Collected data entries
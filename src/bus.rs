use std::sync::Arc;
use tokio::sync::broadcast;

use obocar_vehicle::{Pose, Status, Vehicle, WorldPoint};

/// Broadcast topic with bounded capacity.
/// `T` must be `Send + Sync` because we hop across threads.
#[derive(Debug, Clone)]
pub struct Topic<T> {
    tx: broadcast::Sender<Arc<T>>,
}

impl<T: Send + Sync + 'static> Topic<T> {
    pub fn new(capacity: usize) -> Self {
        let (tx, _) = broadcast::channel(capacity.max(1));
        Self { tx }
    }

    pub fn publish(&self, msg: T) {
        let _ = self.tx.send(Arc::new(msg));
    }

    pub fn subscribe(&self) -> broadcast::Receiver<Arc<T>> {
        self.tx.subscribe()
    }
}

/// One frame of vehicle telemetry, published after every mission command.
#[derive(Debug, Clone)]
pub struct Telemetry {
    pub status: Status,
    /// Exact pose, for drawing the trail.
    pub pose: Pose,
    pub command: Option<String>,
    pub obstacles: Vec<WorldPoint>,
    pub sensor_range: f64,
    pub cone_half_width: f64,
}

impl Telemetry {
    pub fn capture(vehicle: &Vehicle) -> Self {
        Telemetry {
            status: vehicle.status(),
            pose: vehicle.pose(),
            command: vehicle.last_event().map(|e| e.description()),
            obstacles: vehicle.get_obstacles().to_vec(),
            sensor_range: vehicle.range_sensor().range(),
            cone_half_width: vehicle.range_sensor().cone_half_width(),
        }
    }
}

...

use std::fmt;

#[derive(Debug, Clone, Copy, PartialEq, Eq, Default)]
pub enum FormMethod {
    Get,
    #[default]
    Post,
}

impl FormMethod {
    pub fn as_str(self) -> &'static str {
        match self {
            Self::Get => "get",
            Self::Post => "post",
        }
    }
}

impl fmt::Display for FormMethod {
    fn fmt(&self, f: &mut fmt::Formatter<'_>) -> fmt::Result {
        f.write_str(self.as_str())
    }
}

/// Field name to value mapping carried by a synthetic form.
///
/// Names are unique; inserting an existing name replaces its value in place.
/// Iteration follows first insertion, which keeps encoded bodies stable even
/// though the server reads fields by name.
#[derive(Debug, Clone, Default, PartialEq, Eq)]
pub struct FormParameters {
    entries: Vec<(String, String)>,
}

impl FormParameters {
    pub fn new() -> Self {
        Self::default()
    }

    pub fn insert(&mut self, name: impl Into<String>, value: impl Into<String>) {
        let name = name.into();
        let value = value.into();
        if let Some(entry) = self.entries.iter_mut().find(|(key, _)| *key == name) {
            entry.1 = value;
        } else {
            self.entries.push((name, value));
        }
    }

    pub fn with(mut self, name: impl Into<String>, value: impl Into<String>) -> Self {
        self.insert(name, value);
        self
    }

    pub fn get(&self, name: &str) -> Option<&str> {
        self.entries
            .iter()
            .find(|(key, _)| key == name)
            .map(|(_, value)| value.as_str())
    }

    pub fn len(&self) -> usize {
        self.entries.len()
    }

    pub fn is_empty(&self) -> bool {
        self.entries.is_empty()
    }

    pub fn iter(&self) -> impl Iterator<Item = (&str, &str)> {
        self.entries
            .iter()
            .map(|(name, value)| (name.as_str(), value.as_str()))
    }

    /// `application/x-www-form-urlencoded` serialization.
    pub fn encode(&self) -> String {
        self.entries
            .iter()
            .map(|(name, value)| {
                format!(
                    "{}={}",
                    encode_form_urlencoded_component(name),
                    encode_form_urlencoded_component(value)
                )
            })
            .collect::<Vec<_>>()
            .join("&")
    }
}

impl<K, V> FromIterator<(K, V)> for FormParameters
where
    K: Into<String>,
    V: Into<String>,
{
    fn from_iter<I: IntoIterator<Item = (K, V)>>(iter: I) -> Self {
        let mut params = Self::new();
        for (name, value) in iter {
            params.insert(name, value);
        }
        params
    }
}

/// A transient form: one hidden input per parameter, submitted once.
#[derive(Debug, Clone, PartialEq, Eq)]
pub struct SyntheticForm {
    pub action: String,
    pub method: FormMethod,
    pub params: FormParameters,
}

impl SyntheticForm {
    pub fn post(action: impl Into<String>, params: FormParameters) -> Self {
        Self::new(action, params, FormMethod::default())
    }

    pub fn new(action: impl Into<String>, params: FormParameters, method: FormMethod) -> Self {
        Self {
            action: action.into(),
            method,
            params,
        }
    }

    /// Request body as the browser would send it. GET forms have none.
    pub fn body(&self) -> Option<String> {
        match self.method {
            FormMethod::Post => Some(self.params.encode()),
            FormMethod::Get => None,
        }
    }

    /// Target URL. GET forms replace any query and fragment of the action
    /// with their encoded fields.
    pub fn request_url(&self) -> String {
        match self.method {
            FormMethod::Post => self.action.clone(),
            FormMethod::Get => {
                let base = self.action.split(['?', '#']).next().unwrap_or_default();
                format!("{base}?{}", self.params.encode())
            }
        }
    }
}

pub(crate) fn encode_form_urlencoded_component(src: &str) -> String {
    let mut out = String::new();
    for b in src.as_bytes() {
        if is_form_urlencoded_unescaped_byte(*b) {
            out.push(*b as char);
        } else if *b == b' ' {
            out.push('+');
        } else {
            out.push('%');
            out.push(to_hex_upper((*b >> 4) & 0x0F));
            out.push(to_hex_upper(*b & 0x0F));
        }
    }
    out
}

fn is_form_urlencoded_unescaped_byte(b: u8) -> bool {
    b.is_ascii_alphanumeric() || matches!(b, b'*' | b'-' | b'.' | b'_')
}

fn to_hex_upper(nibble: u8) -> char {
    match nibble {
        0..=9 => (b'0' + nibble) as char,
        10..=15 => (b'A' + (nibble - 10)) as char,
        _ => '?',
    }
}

■ Work required
Out of the records above, pull each line containing the word "Option".

■ Expected answer
    pub command: Option<String>,
    pub fn get(&self, name: &str) -> Option<&str> {
    pub fn body(&self) -> Option<String> {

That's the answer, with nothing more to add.